Welche Internet-Seite können sie zum Thema MS und Blasenschwäche empfehlen?
[00:20:49] Prof. Dr. Arndt van Ophoven: Oh, da habe ich Wissenslücke und Erfahrungslücke, da ich, sagen wir mal, trotz hoher digitaler Affinität und auch Internetaffinität eigentlich Internetseiten, die dort diese Themen ansteuern, eher meide.
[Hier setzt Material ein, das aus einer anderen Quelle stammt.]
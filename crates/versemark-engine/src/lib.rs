pub mod books;
pub mod reference;
pub mod reflow;
pub mod source;
pub mod structure;

// Re-export key types for easier usage
pub use books::{BOOKS, Book, BookNotFound, resolve};
pub use reference::{ReferenceError, ReferenceRange, VerseCursor, parse_reference};
pub use reflow::{BreakStyle, reflow};
pub use source::{PassageError, PassageSource, passage_query, render_passage};
pub use structure::{StructureError, structure};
Insofern habe ich da nicht irgendetwas in petto, was ich empfehlen könnte, von der ich wirklich wüsste, das hat solide recherchiert, da war ein Faktencheck dabei, da muss ich passen.
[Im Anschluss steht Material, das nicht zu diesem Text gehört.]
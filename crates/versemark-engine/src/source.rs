//! Where raw passage text comes from.

use crate::reference::{ReferenceError, ReferenceRange, parse_reference};
use crate::reflow::BreakStyle;
use crate::structure::{StructureError, structure};
use std::error::Error as StdError;

/// A provider of raw passage text, such as a remote scripture API.
///
/// The returned text must follow the plain layout [`structure`] expects.
pub trait PassageSource {
    type Error: StdError + Send + Sync + 'static;

    fn fetch_passage(&self, query: &str) -> Result<String, Self::Error>;
}

#[derive(Debug, thiserror::Error)]
pub enum PassageError {
    #[error(transparent)]
    Reference(#[from] ReferenceError),
    #[error("Failed to fetch {query}: {source}")]
    Fetch {
        query: String,
        source: Box<dyn StdError + Send + Sync>,
    },
    #[error(transparent)]
    Structure(#[from] StructureError),
}

/// The query to send to a source for `range`.
///
/// Books with a single chapter are cited without it, so Jude 3 is asked for
/// as `Jude 3` rather than `Jude 1:3`.
pub fn passage_query(range: &ReferenceRange) -> String {
    let book = range.book();
    if book.chapter_count() > 1 {
        return range.to_string();
    }

    let mut query = book.name().to_string();
    if range.start.verse > 0 {
        query.push_str(&format!(" {}", range.start.verse));
        if let Some(end) = range.end.filter(|end| end.verse > range.start.verse) {
            query.push_str(&format!("-{}", end.verse));
        }
    }
    query
}

/// Parse `query`, fetch the passage once and lay it out as markdown.
pub fn render_passage<S: PassageSource>(
    source: &S,
    query: &str,
    style: BreakStyle,
) -> Result<String, PassageError> {
    let range = parse_reference(query)?;
    let request = passage_query(&range);
    log::debug!("fetching {request:?} for {query:?}");

    let raw = source
        .fetch_passage(&request)
        .map_err(|err| PassageError::Fetch {
            query: request.clone(),
            source: Box::new(err),
        })?;
    Ok(structure(&raw, Some(&range), style)?)
}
[00:21:17] Nele von Horsten: Okay, aber man kann ja im Zweifelsfall immer in die Leitlinie reinschauen und ich weiß, dass auf jeden Fall auch an der Patientenleitlinie gearbeitet wird, wo dann auch symptomatische Therapien nochmal in einfacherer Sprache aufbereitet werden sollen.
Verabschiedung
Welchen Rat möchten Sie Menschen mit Multipler Sklerose geben, die mit Blasenschwäche konfrontiert sind?
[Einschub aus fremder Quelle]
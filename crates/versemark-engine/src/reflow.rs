//! Clause-level line breaking for a single verse.
//!
//! The text is broken after sentence ends and before quotations and
//! subordinate clauses, so that a verse reads one clause per line.

use regex::Regex;
use std::sync::LazyLock;

/// How a clause break is written into the output.
#[derive(Debug, Clone, Copy, Default, PartialEq, Eq)]
pub enum BreakStyle {
    /// Newline plus a four space indent, read as a continuation line.
    #[default]
    Plain,
    /// An HTML line break plus an em space, for renderers that collapse
    /// whitespace.
    Strict,
}

impl BreakStyle {
    pub fn marker(self) -> &'static str {
        match self {
            BreakStyle::Plain => "\n    ",
            BreakStyle::Strict => "<br>\u{2003}",
        }
    }
}

/// Decides on a match from the text before and after it.
type Guard = fn(before: &str, after: &str) -> bool;

/// One substitution pass. Matches are replaced by `before`, the break marker
/// and `after`, with `$n` group references expanded.
struct Rule {
    pattern: Regex,
    before: String,
    after: String,
    guard: Option<Guard>,
}

impl Rule {
    fn new(pattern: &str, before: &str, after: &str) -> Self {
        Self {
            pattern: Regex::new(pattern).unwrap(),
            before: before.to_string(),
            after: after.to_string(),
            guard: None,
        }
    }

    fn guarded(mut self, guard: Guard) -> Self {
        self.guard = Some(guard);
        self
    }

    fn apply(&self, text: &str, marker: &str) -> String {
        let template = format!("{}{marker}{}", self.before, self.after);
        let mut out = String::with_capacity(text.len() + marker.len());
        let mut copied = 0;
        for caps in self.pattern.captures_iter(text) {
            let Some(whole) = caps.get(0) else {
                continue;
            };
            if self
                .guard
                .is_some_and(|guard| !guard(&text[..whole.start()], &text[whole.end()..]))
            {
                continue;
            }
            out.push_str(&text[copied..whole.start()]);
            caps.expand(&template, &mut out);
            copied = whole.end();
        }
        out.push_str(&text[copied..]);
        out
    }
}

/// Words that open a subordinate clause after a comma or semicolon.
const LINK_WORDS: &[&str] = &[
    "so",
    "but",
    "because",
    "not because",
    "therefore",
    "for",
    "in order that",
    "unless",
    "not only",
    "which",
    "where",
    "when",
    "who",
    "whose",
    "whom",
    "of whom",
    "of which",
    "even though",
    "since",
];

/// Openers whose leading clause ends at the first comma.
const TIME_CLAUSES: &[&str] = &["When", "But when", "So when"];

const CLOSING_MARKS: &[&str] = &["!", ";", "\"", "?", ":"];

/// `as many as`, `as well as`, ...
static COMPARISON: LazyLock<Regex> = LazyLock::new(|| Regex::new(r"^\w+ as").unwrap());

/// Final item of a list: `, and bread.` or `, and daily bread;`
static LIST_TAIL: LazyLock<Regex> = LazyLock::new(|| Regex::new(r"^(\w+ )?\w+[.;]").unwrap());

static RULES: LazyLock<Vec<Rule>> = LazyLock::new(|| {
    let mut rules = vec![
        // opening double quote inside a sentence
        Rule::new(r#" ""#, "", "\"").guarded(|before, _| {
            before.chars().next_back().is_some_and(|c| !c.is_whitespace())
        }),
        // opening single quote, leaving existing indentation alone
        Rule::new(" '", "", "'")
            .guarded(|before, _| !before.chars().next_back().is_some_and(char::is_whitespace)),
        // full stop, with an optional closing quote and footnote reference
        Rule::new(r#"\.('|")?(\([0-9]+\))? +"#, ".${1}${2}", ""),
    ];

    for mark in CLOSING_MARKS {
        rules.push(Rule::new(&format!("{} ", regex::escape(mark)), mark, ""));
    }

    // closing single quote, but not a plural possessive
    rules.push(Rule::new("' ", "'", "").guarded(|before, _| !before.ends_with('s')));

    for word in LINK_WORDS {
        rules.push(Rule::new(
            &format!(r"(,|;)(\([0-9]+\))? {} ", regex::escape(word)),
            "${1}${2}",
            &format!("{word} "),
        ));
    }

    for opener in TIME_CLAUSES {
        rules.push(Rule::new(
            &format!(r"({}( \w+)+,) ", regex::escape(opener)),
            "${1}",
            "",
        ));
    }

    rules.push(
        Rule::new(r"(,|;)(\([0-9]+\))? as ", "${1}${2}", "as ")
            .guarded(|_, after| !COMPARISON.is_match(after)),
    );
    rules.push(
        Rule::new(r"(,|;)(\([0-9]+\))? and ", "${1}${2}", "and ")
            .guarded(|_, after| !LIST_TAIL.is_match(after)),
    );

    rules
});

/// Break one verse into clause lines, optionally prefixed with `"{n}. "`.
///
/// Running the result (without prefix) through `reflow` again leaves it
/// unchanged.
pub fn reflow(text: &str, verse: Option<u32>, style: BreakStyle) -> String {
    let marker = style.marker();
    let text = RULES
        .iter()
        .fold(text.to_string(), |text, rule| rule.apply(&text, marker));
    match verse {
        Some(number) if number > 0 => format!("{number}. {text}"),
        _ => text,
    }
}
[00:21:41] Prof. Dr. Arndt van Ophoven: Ja, genau. Das finde ich ja schön. Das ist eigentlich ein wichtiger roter Faden, der sich ja durch unser Gespräch zieht. Scham überwinden, reden, Mut fassen, was immer hilft, damit man sagt, komm’, es ist für mich nicht akzeptabel, ich leide unter der Sorge, oder unter der Tatsache, dass ich eine nasse Hose habe, ich brauche Hilfe.
Wo findet man sie und ihre wissenschaftlichen Arbeiten im Internet?
[00:22:05] Prof. Dr. Arndt van Ophoven: Ach, das geht ja ganz schnell. Da gibt man meinen Namen ein, dann schreibt man auch dahinter vielleicht Universitätsklinikum Bochum und/ oder Marienhospital Herne oder Sauerlandklinik Hachen und dann ploppt das schon auf.
[00:22:19] Nele von Horsten: Wunderbar. Herr Professor van Ophoven, vielen Dank für das Interview, vielen Dank natürlich auch für die tolle Vorlesung, die Sie bei uns gegeben hatten.
[00:22:25] Prof. Dr. Arndt van Ophoven: Sehr gerne.
[00:22:06] Nele von Horsten: Ich denke, dass Sie jeden Tag da so engagiert Patient*Innen helfen und vor allen Dingen, das haben jetzt nicht die Hörerinnen und Hörer mitbekommen, aber ich fand das auch total nett, als Sie da an dem praktischen Teil, als man gesehen hat, wie locker sie wirklich da auch mit dem Ganzen umgehen, dass man auch wirklich merkt, dass man keine Scham haben braucht. Sondern dass es einfach darum geht, wir haben jetzt hier ein Problem und jetzt schauen wir mal, wie wir das bestmöglich lösen. Und bevor wir das lösen können, muss man natürlich erstmal noch analysieren, wie die genaue Problemzusammenstellung ist. Also das war extrem angenehm.
[00:22:58] Prof. Dr. Arndt van Ophoven: So sollte es im Idealfall immer laufen.
[00:22:02] Nele von Horsten: Ja. Vielen Dank. Tschüss.
[00:22:04] Prof. Dr. Arndt van Ophoven: Sehr gerne. Auch Ihnen. Tschüss.